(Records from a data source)
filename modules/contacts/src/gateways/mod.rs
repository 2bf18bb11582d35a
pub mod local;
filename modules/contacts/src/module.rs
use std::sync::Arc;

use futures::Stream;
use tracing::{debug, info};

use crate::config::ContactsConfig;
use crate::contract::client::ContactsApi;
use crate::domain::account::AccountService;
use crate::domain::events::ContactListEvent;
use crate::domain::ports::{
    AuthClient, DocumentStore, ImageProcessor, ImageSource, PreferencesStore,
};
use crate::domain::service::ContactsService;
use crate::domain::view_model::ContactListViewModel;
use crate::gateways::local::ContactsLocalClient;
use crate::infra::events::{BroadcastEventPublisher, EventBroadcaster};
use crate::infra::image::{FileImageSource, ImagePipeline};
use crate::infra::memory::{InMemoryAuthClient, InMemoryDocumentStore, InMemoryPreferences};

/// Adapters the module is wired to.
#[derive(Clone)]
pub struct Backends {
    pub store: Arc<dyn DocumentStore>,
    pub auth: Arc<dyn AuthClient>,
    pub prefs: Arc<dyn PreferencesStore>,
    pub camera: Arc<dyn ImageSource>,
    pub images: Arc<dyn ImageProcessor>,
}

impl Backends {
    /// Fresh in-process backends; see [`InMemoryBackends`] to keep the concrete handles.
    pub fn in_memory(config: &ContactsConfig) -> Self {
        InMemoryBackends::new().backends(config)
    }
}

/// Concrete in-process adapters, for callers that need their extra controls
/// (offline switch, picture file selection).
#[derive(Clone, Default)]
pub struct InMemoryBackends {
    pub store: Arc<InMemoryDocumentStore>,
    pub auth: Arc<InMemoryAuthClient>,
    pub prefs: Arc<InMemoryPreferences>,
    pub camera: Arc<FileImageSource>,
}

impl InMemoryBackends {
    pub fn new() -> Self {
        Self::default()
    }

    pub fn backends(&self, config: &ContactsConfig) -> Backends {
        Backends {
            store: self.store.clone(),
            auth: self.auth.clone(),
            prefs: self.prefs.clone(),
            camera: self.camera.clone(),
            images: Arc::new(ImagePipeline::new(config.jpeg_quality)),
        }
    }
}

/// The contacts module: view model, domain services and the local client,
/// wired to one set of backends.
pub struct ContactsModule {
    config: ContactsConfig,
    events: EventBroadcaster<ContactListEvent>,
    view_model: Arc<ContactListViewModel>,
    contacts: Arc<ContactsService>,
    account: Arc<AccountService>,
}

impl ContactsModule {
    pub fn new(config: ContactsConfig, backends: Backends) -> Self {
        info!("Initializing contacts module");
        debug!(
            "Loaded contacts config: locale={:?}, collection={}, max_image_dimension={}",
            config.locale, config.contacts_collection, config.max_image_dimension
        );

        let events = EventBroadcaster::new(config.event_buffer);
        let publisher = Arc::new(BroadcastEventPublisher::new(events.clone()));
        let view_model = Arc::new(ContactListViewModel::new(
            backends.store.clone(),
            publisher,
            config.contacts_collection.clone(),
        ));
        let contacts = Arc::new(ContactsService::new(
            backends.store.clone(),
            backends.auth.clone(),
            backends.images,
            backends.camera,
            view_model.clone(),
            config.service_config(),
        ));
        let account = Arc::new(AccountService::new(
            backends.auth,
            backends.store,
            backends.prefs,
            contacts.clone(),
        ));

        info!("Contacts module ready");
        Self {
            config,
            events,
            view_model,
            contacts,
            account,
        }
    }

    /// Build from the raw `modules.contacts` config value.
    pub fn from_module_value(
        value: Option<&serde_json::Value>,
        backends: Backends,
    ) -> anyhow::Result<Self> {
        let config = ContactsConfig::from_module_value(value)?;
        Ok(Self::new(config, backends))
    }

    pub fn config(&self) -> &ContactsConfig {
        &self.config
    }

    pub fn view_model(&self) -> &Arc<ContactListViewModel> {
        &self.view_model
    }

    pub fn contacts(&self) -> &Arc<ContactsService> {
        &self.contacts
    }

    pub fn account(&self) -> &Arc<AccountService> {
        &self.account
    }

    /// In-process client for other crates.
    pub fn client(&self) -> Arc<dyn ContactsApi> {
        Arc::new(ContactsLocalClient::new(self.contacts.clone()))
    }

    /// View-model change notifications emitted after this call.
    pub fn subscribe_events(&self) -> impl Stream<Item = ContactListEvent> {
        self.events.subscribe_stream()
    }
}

◆ **EXERCISE**:
Write the number of lines in the data above that contain the word "modules", and add nothing to it.

◆ **FINISHED EXERCISE**:
3